-- Exercise requirements --
Check each line of the material below, and copy it if it holds the string "metadata".

-- Exercise input --

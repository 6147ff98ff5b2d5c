//! Status shapes written by the engine on owners.

use k8s_openapi::apimachinery::pkg::apis::meta::v1::{Condition, Time};
use kube::core::GroupVersionKind;
use serde::{Deserialize, Serialize};
use serde_json::Value;

use crate::refs::{api_version_of, gvk_from_api_version};

/// Reference to an object the engine stamped.
#[derive(Debug, Clone, Default, PartialEq, Eq, Hash, Serialize, Deserialize)]
#[serde(rename_all = "camelCase")]
pub struct StampedRef {
    pub api_version: String,
    pub kind: String,
    #[serde(default, skip_serializing_if = "Option::is_none")]
    pub namespace: Option<String>,
    pub name: String,
}

impl StampedRef {
    pub fn from_object(obj: &Value) -> Option<Self> {
        Some(Self {
            api_version: obj.get("apiVersion")?.as_str()?.to_string(),
            kind: obj.get("kind")?.as_str()?.to_string(),
            namespace: obj.pointer("/metadata/namespace").and_then(|v| v.as_str()).map(str::to_string),
            name: obj.pointer("/metadata/name")?.as_str()?.to_string(),
        })
    }

    pub fn from_gvk(gvk: &GroupVersionKind, namespace: Option<&str>, name: &str) -> Self {
        Self {
            api_version: api_version_of(gvk),
            kind: gvk.kind.clone(),
            namespace: namespace.map(str::to_string),
            name: name.to_string(),
        }
    }

    pub fn gvk(&self) -> GroupVersionKind {
        gvk_from_api_version(&self.api_version, &self.kind)
    }

    pub fn group(&self) -> String {
        self.gvk().group
    }

    pub fn namespace(&self) -> &str {
        self.namespace.as_deref().unwrap_or_default()
    }

    /// Same group, kind, namespace and name; the version may differ.
    pub fn same_object(&self, other: &StampedRef) -> bool {
        self.group() == other.group() && self.kind == other.kind && self.namespace() == other.namespace() && self.name == other.name
    }
}

impl std::fmt::Display for StampedRef {
    fn fmt(&self, f: &mut std::fmt::Formatter<'_>) -> std::fmt::Result {
        match &self.namespace {
            Some(ns) => write!(f, "{}/{} {}/{}", self.api_version, self.kind, ns, self.name),
            None => write!(f, "{}/{} {}", self.api_version, self.kind, self.name),
        }
    }
}

#[derive(Debug, Clone, Default, PartialEq, Eq, Hash, Serialize, Deserialize)]
#[serde(rename_all = "camelCase")]
pub struct TemplateRef {
    pub api_version: String,
    pub kind: String,
    pub name: String,
}

impl TemplateRef {
    pub fn new(kind: &str, name: &str) -> Self {
        Self { api_version: crate::API_VERSION.to_string(), kind: kind.to_string(), name: name.to_string() }
    }
}

/// Upstream resource a realized resource consumed.
#[derive(Debug, Clone, Default, PartialEq, Eq, Serialize, Deserialize)]
pub struct ResourceInput {
    pub name: String,
}

/// One output field of a resource, fingerprinted.
#[derive(Debug, Clone, PartialEq, Serialize, Deserialize)]
#[serde(rename_all = "camelCase")]
pub struct ResourceOutput {
    pub name: String,
    pub preview: String,
    pub digest: String,
    pub last_transition_time: Time,
}

#[derive(Debug, Clone, Default, PartialEq, Serialize, Deserialize)]
#[serde(rename_all = "camelCase")]
pub struct RealizedResource {
    pub name: String,
    #[serde(default, skip_serializing_if = "Option::is_none")]
    pub stamped_ref: Option<StampedRef>,
    #[serde(default, skip_serializing_if = "Option::is_none")]
    pub template_ref: Option<TemplateRef>,
    #[serde(default, skip_serializing_if = "Vec::is_empty")]
    pub inputs: Vec<ResourceInput>,
    #[serde(default, skip_serializing_if = "Vec::is_empty")]
    pub outputs: Vec<ResourceOutput>,
}

impl RealizedResource {
    pub fn named(name: &str) -> Self {
        Self { name: name.to_string(), ..Default::default() }
    }
}

#[derive(Debug, Clone, Default, PartialEq, Serialize, Deserialize)]
#[serde(rename_all = "camelCase")]
pub struct ResourceStatus {
    #[serde(flatten)]
    pub realized: RealizedResource,
    #[serde(default, skip_serializing_if = "Vec::is_empty")]
    pub conditions: Vec<Condition>,
}

impl ResourceStatus {
    pub fn name(&self) -> &str {
        &self.realized.name
    }
}

/// Reference from an owner to the blueprint it was realized against.
#[derive(Debug, Clone, Default, PartialEq, Eq, Serialize, Deserialize)]
pub struct BlueprintRef {
    pub kind: String,
    pub name: String,
}

#[derive(Debug, Clone, Default, PartialEq, Serialize, Deserialize)]
#[serde(rename_all = "camelCase")]
pub struct OwnerStatus {
    #[serde(default, skip_serializing_if = "Option::is_none")]
    pub observed_generation: Option<i64>,
    #[serde(default, skip_serializing_if = "Vec::is_empty")]
    pub conditions: Vec<Condition>,
}

#[cfg(test)]
mod tests {
    use super::*;
    use serde_json::json;

    #[test]
    fn stamped_ref_from_object_and_equivalence() {
        let a = StampedRef::from_object(&json!({
            "apiVersion": "example.com/v1", "kind": "Thing",
            "metadata": {"name": "t", "namespace": "ns"}
        }))
        .unwrap();
        let b = StampedRef { api_version: "example.com/v2".into(), ..a.clone() };
        assert!(a.same_object(&b));
        let c = StampedRef { name: "other".into(), ..a.clone() };
        assert!(!a.same_object(&c));
        assert_eq!(a.to_string(), "example.com/v1/Thing ns/t");
    }

    #[test]
    fn resource_status_flattens_realized_fields() {
        let row: ResourceStatus = serde_json::from_value(json!({
            "name": "src",
            "stampedRef": {"apiVersion": "v1", "kind": "ConfigMap", "namespace": "ns", "name": "w-src"},
            "templateRef": {"apiVersion": "carto.run/v1alpha1", "kind": "ClusterSourceTemplate", "name": "git"},
            "conditions": []
        }))
        .unwrap();
        assert_eq!(row.name(), "src");
        assert_eq!(row.realized.stamped_ref.unwrap().kind, "ConfigMap");
    }
}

-- Your response --
            namespace: obj.pointer("/metadata/namespace").and_then(|v| v.as_str()).map(str::to_string),
            name: obj.pointer("/metadata/name")?.as_str()?.to_string(),
            "metadata": {"name": "t", "namespace": "ns"}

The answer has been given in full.